■ **Materials provided**

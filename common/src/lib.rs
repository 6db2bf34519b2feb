//! Shared core of the RAG console.
//!
//! Everything in this crate is free of browser and server dependencies so it can be
//! exercised with a plain `cargo test`:
//!
//! - `csv`: client-side CSV ingestion preprocessor (headers, column inference, preview).
//! - `model`: wire types exchanged with the RAG service.
//! - `api`: endpoint table, client configuration and the error taxonomy.
//! - `health`: retry policy for the service liveness probe.
//! - `format`: small display helpers shared by the result views.
//! - `notify`: banner kinds and their dismissal delays.

pub mod api;
pub mod csv;
pub mod format;
pub mod health;
pub mod model;
pub mod notify;
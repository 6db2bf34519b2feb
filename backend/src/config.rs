//! Startup configuration of the console server, read once from the environment.
//!
//! | Variable | Default |
//! |---|---|
//! | `CONSOLE_HOST` | `127.0.0.1` |
//! | `CONSOLE_PORT` | `3000` |
//! | `RAG_SERVICE_URL` | `http://localhost:8080` |
//! | `CONSOLE_PROXY_TIMEOUT_SECS` | `60` |
//! | `CONSOLE_OPEN_BROWSER` | `true` |
//!
//! Unset or blank variables take the default. Values that are set but unparsable abort
//! startup with a [`ConfigError`] naming the variable.

use std::time::Duration;

use thiserror::Error;

pub const HOST_ENV: &str = "CONSOLE_HOST";
pub const PORT_ENV: &str = "CONSOLE_PORT";
pub const UPSTREAM_ENV: &str = "RAG_SERVICE_URL";
pub const TIMEOUT_ENV: &str = "CONSOLE_PROXY_TIMEOUT_SECS";
pub const OPEN_BROWSER_ENV: &str = "CONSOLE_OPEN_BROWSER";

const DEFAULT_HOST: &str = "127.0.0.1";
const DEFAULT_PORT: u16 = 3000;
const DEFAULT_UPSTREAM: &str = "http://localhost:8080";
const DEFAULT_TIMEOUT_SECS: u64 = 60;

#[derive(Debug, Clone, PartialEq, Eq, Error)]
pub enum ConfigError {
    #[error("{key} must be a port number between 1 and 65535, got '{value}'")]
    InvalidPort { key: &'static str, value: String },

    #[error("{key} must be a positive number of seconds, got '{value}'")]
    InvalidTimeout { key: &'static str, value: String },

    #[error("{key} must be true or false, got '{value}'")]
    InvalidFlag { key: &'static str, value: String },

    #[error("{key} must be an http:// or https:// URL, got '{value}'")]
    InvalidUpstream { key: &'static str, value: String },
}

#[derive(Debug, Clone, PartialEq, Eq)]
pub struct ServerConfig {
    pub host: String,
    pub port: u16,
    /// RAG service base URL without a trailing slash.
    pub upstream: String,
    pub proxy_timeout: Duration,
    pub open_browser: bool,
}

impl ServerConfig {
    pub fn from_env() -> Result<Self, ConfigError> {
        Self::from_lookup(|key| std::env::var(key).ok())
    }

    /// Builds the configuration from an arbitrary variable source.
    pub fn from_lookup<F>(lookup: F) -> Result<Self, ConfigError>
    where
        F: Fn(&str) -> Option<String>,
    {
        let get = |key: &str| {
            lookup(key)
                .map(|v| v.trim().to_string())
                .filter(|v| !v.is_empty())
        };

        let host = get(HOST_ENV).unwrap_or_else(|| DEFAULT_HOST.to_string());

        let port = match get(PORT_ENV) {
            None => DEFAULT_PORT,
            Some(value) => match value.parse::<u16>() {
                Ok(port) if port > 0 => port,
                _ => return Err(ConfigError::InvalidPort { key: PORT_ENV, value }),
            },
        };

        let upstream = match get(UPSTREAM_ENV) {
            None => DEFAULT_UPSTREAM.to_string(),
            Some(value) if value.starts_with("http://") || value.starts_with("https://") => {
                value.trim_end_matches('/').to_string()
            }
            Some(value) => return Err(ConfigError::InvalidUpstream { key: UPSTREAM_ENV, value }),
        };

        let proxy_timeout = match get(TIMEOUT_ENV) {
            None => Duration::from_secs(DEFAULT_TIMEOUT_SECS),
            Some(value) => match value.parse::<u64>() {
                Ok(secs) if secs > 0 => Duration::from_secs(secs),
                _ => return Err(ConfigError::InvalidTimeout { key: TIMEOUT_ENV, value }),
            },
        };

        let open_browser = match get(OPEN_BROWSER_ENV) {
            None => true,
            Some(value) => match value.to_ascii_lowercase().as_str() {
                "1" | "true" | "yes" | "on" => true,
                "0" | "false" | "no" | "off" => false,
                _ => return Err(ConfigError::InvalidFlag { key: OPEN_BROWSER_ENV, value }),
            },
        };

        Ok(Self {
            host,
            port,
            upstream,
            proxy_timeout,
            open_browser,
        })
    }

    /// Address to open in the browser. Wildcard binds are reached through loopback.
    pub fn browser_url(&self) -> String {
        let host = match self.host.as_str() {
            "0.0.0.0" | "::" => "127.0.0.1",
            host => host,
        };
        format!("http://{}:{}", host, self.port)
    }
}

■ **What is required**
Filter the records above down to the lines containing "static".

■ **Reply**
    InvalidPort { key: &'static str, value: String },
    InvalidTimeout { key: &'static str, value: String },
    InvalidFlag { key: &'static str, value: String },
    InvalidUpstream { key: &'static str, value: String },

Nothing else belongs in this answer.